- **Action item**
Some lines in the entries contain the word "crate". Copy all of them.

Dataset entries:

============

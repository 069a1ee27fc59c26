//! JSON output to a series of dated files.
//!
//! Each emit runs one pass under the sink's lock:
//!
//! ```text
//! format → decide (keep / roll) → [open next, close previous, sweep] → append
//! ```
//!
//! The file is opened lazily on the first event, so construction only fails
//! for configuration mistakes. Any I/O failure after that is reported once to
//! the self-log and turns the sink into a no-op.

use crate::config::RollingFileConfig;
use crate::format::Formatter;
use crate::retention;
use crate::rotation::{Decision, FileIdentity, PathTemplate, RollingPolicy};
use crate::selflog::FailureLatch;
use crate::sink::Sink;
use crate::writer::FileWriter;
use crate::{Event, Result, SelfLog};
use std::io;
use std::path::{Path, PathBuf};
use std::sync::{Mutex, MutexGuard, PoisonError};

/// Lifecycle of a [`RollingFileSink`], as reported by [`RollingFileSink::state`].
#[derive(Debug, Clone, Copy, PartialEq, Eq)]
pub enum RollingState {
    /// No event seen yet.
    Uninitialized,
    /// A file is open.
    Active,
    /// A failure disabled the sink.
    Failed,
    /// Disposed.
    Closed,
}

/// The open file and where it came from.
struct ActiveFile {
    identity: FileIdentity,
    writer: FileWriter,
    /// Set when rolling failed; the sink then stays on this file.
    pinned: bool,
}

enum State {
    Uninitialized,
    Active(ActiveFile),
    Failed,
    Closed,
}

/// Writes events to files named after their date, rolling on date change or
/// size limit and keeping a bounded number of files.
pub struct RollingFileSink {
    path_format: String,
    policy: RollingPolicy,
    retained_file_count_limit: Option<u32>,
    buffered: bool,
    formatter: Box<dyn Formatter>,
    state: Mutex<State>,
    failures: FailureLatch,
}

impl RollingFileSink {
    /// Create a sink for `config`. No file is opened until the first event.
    pub fn new(
        config: &RollingFileConfig,
        formatter: impl Formatter + 'static,
        selflog: SelfLog,
    ) -> Result<Self> {
        config.validate()?;
        let template = PathTemplate::parse(&config.path_format)?;

        Ok(Self {
            path_format: config.path_format.clone(),
            policy: RollingPolicy::new(template, config.file_size_limit_bytes),
            retained_file_count_limit: config.retained_file_count_limit,
            buffered: config.buffered,
            formatter: Box::new(formatter),
            state: Mutex::new(State::Uninitialized),
            failures: FailureLatch::new(selflog),
        })
    }

    /// Path of the file currently written to.
    pub fn current_path(&self) -> Option<PathBuf> {
        match &*self.lock_state() {
            State::Active(active) => Some(active.identity.path().to_path_buf()),
            _ => None,
        }
    }

    /// Where the sink is in its lifecycle.
    pub fn state(&self) -> RollingState {
        match &*self.lock_state() {
            State::Uninitialized => RollingState::Uninitialized,
            State::Active(_) => RollingState::Active,
            State::Failed => RollingState::Failed,
            State::Closed => RollingState::Closed,
        }
    }

    fn lock_state(&self) -> MutexGuard<'_, State> {
        self.state.lock().unwrap_or_else(PoisonError::into_inner)
    }

    /// Open the file for `identity` that can take a record of `record_len`
    /// bytes. The first file of a date continues the highest sequence an
    /// earlier run left on disk; a file already at the size limit is passed
    /// over for the next sequence.
    fn open(&self, identity: FileIdentity, record_len: u64) -> io::Result<ActiveFile> {
        let template = self.policy.template();
        let mut identity = match identity.sequence() {
            0 => match retention::latest_sequence(template, identity.date()) {
                Some(sequence) if sequence > 0 => {
                    FileIdentity::new(template, identity.date(), sequence)
                }
                _ => identity,
            },
            _ => identity,
        };

        loop {
            let writer = FileWriter::open(identity.path(), self.buffered)?;
            if self.policy.fits(writer.size(), record_len) {
                tracing::debug!(
                    path = %identity.path().display(),
                    size = writer.size(),
                    "opened log file"
                );
                return Ok(ActiveFile {
                    identity,
                    writer,
                    pinned: false,
                });
            }

            // Nothing was written, so there is nothing to flush.
            drop(writer);
            identity = FileIdentity::new(template, identity.date(), identity.sequence() + 1);
        }
    }

    fn sweep(&self, current: &Path) {
        let report = retention::sweep(
            self.policy.template(),
            self.retained_file_count_limit,
            current,
            self.failures.selflog(),
        );
        if !report.deleted.is_empty() {
            tracing::debug!(
                deleted = report.deleted.len(),
                retained = report.retained,
                "applied retention"
            );
        }
    }

    fn start(&self, event: &Event, record: &[u8]) -> State {
        let identity = self.policy.identity_for(event);
        match self.open(identity.clone(), record.len() as u64) {
            Ok(active) => {
                self.sweep(active.identity.path());
                self.write(active, record)
            }
            Err(e) => {
                self.failures.report(|| {
                    format!(
                        "Unable to open file sink for {}: {}",
                        identity.path().display(),
                        e
                    )
                });
                State::Failed
            }
        }
    }

    /// Apply the rolling policy. When the next file cannot be opened the
    /// current one stays in use for the rest of the sink's life.
    fn roll_if_needed(&self, active: ActiveFile, record_len: usize, event: &Event) -> ActiveFile {
        if active.pinned {
            return active;
        }

        let decision = self.policy.decide(
            Some(&active.identity),
            active.writer.size(),
            record_len as u64,
            event,
        );
        let Decision::RollTo(next) = decision else {
            return active;
        };

        match self.open(next.clone(), record_len as u64) {
            Ok(next) => {
                let previous = active.identity;
                if let Err(e) = active.writer.close() {
                    self.failures.selflog().write(format!(
                        "Unable to close {}: {}",
                        previous.path().display(),
                        e
                    ));
                }
                tracing::debug!(
                    from = %previous.path().display(),
                    to = %next.identity.path().display(),
                    "rolled log file"
                );
                self.sweep(next.identity.path());
                next
            }
            Err(e) => {
                self.failures.report(|| {
                    format!(
                        "Unable to roll to {}: {}; continuing in {}",
                        next.path().display(),
                        e,
                        active.identity.path().display()
                    )
                });
                ActiveFile {
                    pinned: true,
                    ..active
                }
            }
        }
    }

    fn write(&self, mut active: ActiveFile, record: &[u8]) -> State {
        match active.writer.append(record) {
            Ok(()) => State::Active(active),
            Err(e) => {
                self.failures.report(|| {
                    format!(
                        "Unable to write to {}: {}",
                        active.identity.path().display(),
                        e
                    )
                });
                let _ = active.writer.close();
                State::Failed
            }
        }
    }

    fn fail(&self, state: State, message: impl FnOnce() -> String) -> State {
        if let State::Active(active) = state {
            let _ = active.writer.close();
        }
        self.failures.report(message);
        State::Failed
    }
}

impl Sink for RollingFileSink {
    fn emit(&self, event: &Event) {
        let mut record = Vec::with_capacity(256);
        let formatted = self.formatter.format(event, &mut record);

        let mut guard = self.lock_state();
        let state = std::mem::replace(&mut *guard, State::Closed);
        *guard = match (state, formatted) {
            (State::Closed, _) => State::Closed,
            (State::Failed, _) => State::Failed,
            (state, Err(e)) => self.fail(state, || {
                format!("Unable to format event for {}: {}", self.path_format, e)
            }),
            (State::Uninitialized, Ok(())) => self.start(event, &record),
            (State::Active(active), Ok(())) => {
                let active = self.roll_if_needed(active, record.len(), event);
                self.write(active, &record)
            }
        };
    }

    fn flush(&self) {
        let mut guard = self.lock_state();
        let state = std::mem::replace(&mut *guard, State::Closed);
        *guard = match state {
            State::Active(mut active) => match active.writer.flush() {
                Ok(()) => State::Active(active),
                Err(e) => self.fail(State::Active(active), || {
                    format!("Unable to flush {}: {}", self.path_format, e)
                }),
            },
            other => other,
        };
    }

    fn dispose(&self) {
        let state = std::mem::replace(&mut *self.lock_state(), State::Closed);
        if let State::Active(active) = state {
            let path = active.identity.path().to_path_buf();
            if let Err(e) = active.writer.close() {
                self.failures
                    .selflog()
                    .write(format!("Unable to close {}: {}", path.display(), e));
            }
        }
    }
}

impl Drop for RollingFileSink {
    fn drop(&mut self) {
        self.dispose();
    }
}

============

- **Exercise result**
use crate::config::RollingFileConfig;
use crate::format::Formatter;
use crate::retention;
use crate::rotation::{Decision, FileIdentity, PathTemplate, RollingPolicy};
use crate::selflog::FailureLatch;
use crate::sink::Sink;
use crate::writer::FileWriter;
use crate::{Event, Result, SelfLog};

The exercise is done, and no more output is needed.